--- START ---

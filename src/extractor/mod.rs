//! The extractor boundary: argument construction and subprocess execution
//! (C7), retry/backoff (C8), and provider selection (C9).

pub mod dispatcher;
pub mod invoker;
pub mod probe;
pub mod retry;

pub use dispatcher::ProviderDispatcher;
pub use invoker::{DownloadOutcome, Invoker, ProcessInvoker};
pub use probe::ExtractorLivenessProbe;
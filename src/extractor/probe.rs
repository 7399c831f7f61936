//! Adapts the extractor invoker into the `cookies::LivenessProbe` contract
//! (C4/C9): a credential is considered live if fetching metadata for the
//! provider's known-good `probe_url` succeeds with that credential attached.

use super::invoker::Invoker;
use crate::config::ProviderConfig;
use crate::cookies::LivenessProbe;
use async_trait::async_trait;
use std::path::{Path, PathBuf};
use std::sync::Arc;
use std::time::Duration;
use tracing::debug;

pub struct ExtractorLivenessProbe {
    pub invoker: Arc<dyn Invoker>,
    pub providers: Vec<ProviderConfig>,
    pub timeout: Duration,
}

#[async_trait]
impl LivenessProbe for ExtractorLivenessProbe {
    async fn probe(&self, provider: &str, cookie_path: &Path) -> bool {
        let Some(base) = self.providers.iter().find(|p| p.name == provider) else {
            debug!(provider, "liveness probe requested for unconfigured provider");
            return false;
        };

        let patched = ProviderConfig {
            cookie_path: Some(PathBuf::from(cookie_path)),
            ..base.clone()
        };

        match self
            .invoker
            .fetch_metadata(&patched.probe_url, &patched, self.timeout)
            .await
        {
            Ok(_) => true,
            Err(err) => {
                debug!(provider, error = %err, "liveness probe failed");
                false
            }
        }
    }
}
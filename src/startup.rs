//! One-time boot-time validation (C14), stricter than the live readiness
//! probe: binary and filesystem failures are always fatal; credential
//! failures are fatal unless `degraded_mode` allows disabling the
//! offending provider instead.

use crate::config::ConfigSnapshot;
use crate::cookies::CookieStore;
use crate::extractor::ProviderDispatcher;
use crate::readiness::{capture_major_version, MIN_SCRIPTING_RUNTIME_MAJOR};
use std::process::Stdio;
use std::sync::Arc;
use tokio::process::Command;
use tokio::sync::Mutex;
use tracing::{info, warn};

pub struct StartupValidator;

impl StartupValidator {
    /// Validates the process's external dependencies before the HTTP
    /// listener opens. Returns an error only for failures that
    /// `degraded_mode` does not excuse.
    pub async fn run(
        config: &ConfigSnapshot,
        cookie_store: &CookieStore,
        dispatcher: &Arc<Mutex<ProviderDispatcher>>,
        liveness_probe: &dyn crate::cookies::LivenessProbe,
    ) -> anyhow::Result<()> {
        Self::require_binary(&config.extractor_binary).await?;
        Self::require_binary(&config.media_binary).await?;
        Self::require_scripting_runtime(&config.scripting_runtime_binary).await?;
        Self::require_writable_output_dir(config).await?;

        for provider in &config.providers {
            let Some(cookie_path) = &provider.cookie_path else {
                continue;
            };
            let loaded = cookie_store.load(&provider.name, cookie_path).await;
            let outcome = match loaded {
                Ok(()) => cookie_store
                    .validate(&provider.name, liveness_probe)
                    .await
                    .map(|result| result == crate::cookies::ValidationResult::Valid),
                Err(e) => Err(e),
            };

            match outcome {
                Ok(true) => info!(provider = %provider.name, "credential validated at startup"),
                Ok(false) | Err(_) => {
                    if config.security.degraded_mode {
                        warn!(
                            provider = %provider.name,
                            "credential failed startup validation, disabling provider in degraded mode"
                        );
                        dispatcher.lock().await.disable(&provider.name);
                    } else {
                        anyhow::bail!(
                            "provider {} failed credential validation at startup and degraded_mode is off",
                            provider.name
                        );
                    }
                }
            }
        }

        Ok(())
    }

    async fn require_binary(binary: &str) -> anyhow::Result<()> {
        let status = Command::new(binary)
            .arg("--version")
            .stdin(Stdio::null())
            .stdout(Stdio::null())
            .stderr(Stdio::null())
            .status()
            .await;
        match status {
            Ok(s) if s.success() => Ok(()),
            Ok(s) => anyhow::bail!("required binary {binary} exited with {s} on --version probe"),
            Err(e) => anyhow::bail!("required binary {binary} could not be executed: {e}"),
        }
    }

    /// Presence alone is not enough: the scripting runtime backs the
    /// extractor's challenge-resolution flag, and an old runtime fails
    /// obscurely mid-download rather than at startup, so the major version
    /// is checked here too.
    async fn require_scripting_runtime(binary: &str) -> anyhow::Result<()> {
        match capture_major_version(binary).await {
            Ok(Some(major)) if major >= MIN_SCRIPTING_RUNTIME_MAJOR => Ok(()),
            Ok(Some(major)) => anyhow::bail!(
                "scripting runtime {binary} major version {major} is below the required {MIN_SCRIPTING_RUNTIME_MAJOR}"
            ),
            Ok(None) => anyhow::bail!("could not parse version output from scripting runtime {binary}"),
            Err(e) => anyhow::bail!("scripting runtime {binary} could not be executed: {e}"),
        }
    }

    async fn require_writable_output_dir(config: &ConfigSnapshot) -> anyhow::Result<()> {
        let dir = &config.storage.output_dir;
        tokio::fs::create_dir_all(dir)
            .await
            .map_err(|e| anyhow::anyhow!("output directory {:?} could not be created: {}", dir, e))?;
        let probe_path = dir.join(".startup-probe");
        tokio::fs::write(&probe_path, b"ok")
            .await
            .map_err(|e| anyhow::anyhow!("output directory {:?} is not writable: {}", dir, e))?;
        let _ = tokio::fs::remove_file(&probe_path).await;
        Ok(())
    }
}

--- END ---

= Goal of the exercise =
Considering only the data above, return the lines in which "than" occurs.

= Solution to this exercise =
//! One-time boot-time validation (C14), stricter than the live readiness
    /// obscurely mid-download rather than at startup, so the major version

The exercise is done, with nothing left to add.